MONTREAL — When Wealthsimple announced the sale of its U.K. business last week, it was another sign the Toronto-based fintech was having trouble competing abroad, after it exited the U.S. earlier this year. According to a new filing, the decision to leave the U.K. came after its losses there grew by roughly a quarter last year—totalling just over $7 million in 2020.
Here’s what else we learned about Wealthsimple’s Brexit:
Wealthsimple’s U.K. business grew its client base by 66 per cent last year. Its assets under management also grew by 120 per cent year over year, according to audited figures including in Friday’s filing with Companies House. It had revealed last week that it transferred 16,000 clients to Moneyfarm in the sale, along with about $460 million in assets. That accounted for just 0.8 per cent of its total client base, and roughly three per cent of its total assets. The U.K. has a far more competitive fintech landscape than Canada does, with larger incumbents such as Revolut and Monzo. That likely presented a challenge for Wealthsimple, which expanded to the U.K. in 2017.
It lost almost $7.2 million on its U.K business in 2020, up 26.2 per cent from $5.7 million in 2019. Its revenue was $1.36 million, up 204.9 per cent from $447,345 in 2019. “For the fiscal year from 2019 to 2020 the business remained focused on growing its client base and assets under management with investments in technology infrastructure, user experience and customer acquisition,” said Caroline Murphree, Wealthsimple’s CEO for Europe, in a statement to The Logic Friday.
Though the sale was announced last week, Wealthsimple made the decision to unwind its U.K. operations in June, and the company began laying off its 20 full-time employees shortly afterwards, the filing shows. The company’s board of directors approved the sale to Moneyfarm in August.
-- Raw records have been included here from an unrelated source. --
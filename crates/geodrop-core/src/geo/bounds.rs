//! Bounding boxes over nested coordinates.
//!
//! Boxes are `[min_lng, min_lat, max_lng, max_lat]`.

use super::feature::FeatureCollection;
use super::geometry::Geometry;

pub type Bounds = [f64; 4];

/// Seed that any real position shrinks into.
pub const WORLD_SEED: Bounds = [180.0, 90.0, -180.0, -90.0];

/// Padding applied to an axis with zero span, in degrees.
const DEGENERATE_PAD: f64 = 10.0;
/// Padding applied to an axis with a span, as a fraction of it.
const SPAN_PAD: f64 = 0.05;

/// Fold every position of `geometry` into `seed`.
pub fn bounds(geometry: &Geometry, seed: Bounds) -> Bounds {
    match geometry {
        Geometry::Coordinate(p) => [
            seed[0].min(p.lng),
            seed[1].min(p.lat),
            seed[2].max(p.lng),
            seed[3].max(p.lat),
        ],
        Geometry::Nested(children) => children.iter().fold(seed, |acc, child| bounds(child, acc)),
    }
}

/// Extent of a whole collection, or `None` when it has no positions.
pub fn collection_bounds(collection: &FeatureCollection) -> Option<Bounds> {
    let positions: usize = collection
        .features
        .iter()
        .map(|f| f.geometry.coordinates.position_count())
        .sum();
    if positions == 0 {
        return None;
    }
    Some(
        collection
            .features
            .iter()
            .fold(WORLD_SEED, |acc, f| bounds(&f.geometry.coordinates, acc)),
    )
}

/// Widen a box so every position sits inside the frame with some margin.
pub fn pad(b: Bounds) -> Bounds {
    let (min_lng, max_lng) = pad_axis(b[0], b[2]);
    let (min_lat, max_lat) = pad_axis(b[1], b[3]);
    [min_lng, min_lat, max_lng, max_lat]
}

fn pad_axis(min: f64, max: f64) -> (f64, f64) {
    if min == max {
        (min - DEGENERATE_PAD, max + DEGENERATE_PAD)
    } else {
        let margin = (max - min) * SPAN_PAD;
        (min - margin, max + margin)
    }
}

/// Padded extent used to frame a map of `collection`.
pub fn map_extent(collection: &FeatureCollection) -> Option<Bounds> {
    collection_bounds(collection).map(pad)
}
//! Codename -> anonymous id derivation (Argon2id).

use std::fmt;

use argon2::{Algorithm, Argon2, Params, Version};

use super::{AnonymousId, Codename};
use crate::config::{KdfParams, MIN_SALT_LEN};
use crate::error::{GeoDropError, GeoDropResult};

const ID_LEN: usize = 32;

/// Deterministic, deliberately slow, one-way mapping from codename to id.
///
/// The salt is deployment-wide and fixed: the same codename must always
/// land on the same namespace.
#[derive(Clone)]
pub struct IdentityDeriver {
    argon2: Argon2<'static>,
    salt: Vec<u8>,
}

impl IdentityDeriver {
    /// Build a deriver; parameters and salt are validated here so that
    /// [`derive`](Self::derive) cannot fail.
    pub fn new(params: KdfParams, salt: impl AsRef<[u8]>) -> GeoDropResult<Self> {
        let salt = salt.as_ref();
        if salt.len() < MIN_SALT_LEN {
            return Err(GeoDropError::Config(format!(
                "identity salt must be at least {} bytes",
                MIN_SALT_LEN
            )));
        }
        let params = Params::new(
            params.memory_kib,
            params.iterations,
            params.parallelism,
            Some(ID_LEN),
        )
        .map_err(|e| GeoDropError::Config(format!("argon2 params: {}", e)))?;

        Ok(Self {
            argon2: Argon2::new(Algorithm::Argon2id, Version::V0x13, params),
            salt: salt.to_vec(),
        })
    }

    /// Derive the anonymous id for a codename.
    pub fn derive(&self, codename: &Codename) -> AnonymousId {
        let mut digest = [0u8; ID_LEN];
        self.argon2
            .hash_password_into(codename.expose().as_bytes(), &self.salt, &mut digest)
            .expect("argon2 params and salt are validated in IdentityDeriver::new");
        AnonymousId::from_digest(&digest)
    }
}

impl fmt::Debug for IdentityDeriver {
    fn fmt(&self, f: &mut fmt::Formatter<'_>) -> fmt::Result {
        f.debug_struct("IdentityDeriver")
            .field("kdf", &"Argon2id(v0x13)")
            .field("salt", &"<redacted>")
            .finish()
    }
}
Also of note in the filing are some details it reveals about the sale. The deal with Moneyfarm was for “the greater of £1.0 million or a percentage of the assigned cash value of accounts transferred,” though in response to The Logic’s question Friday, Wealthsimple declined to say which was greater. Wealthsimple’s U.K. entity also sold some of its intellectual property to a company it described in the filing as having the same ultimate parent as itself: Power Financial Corporation.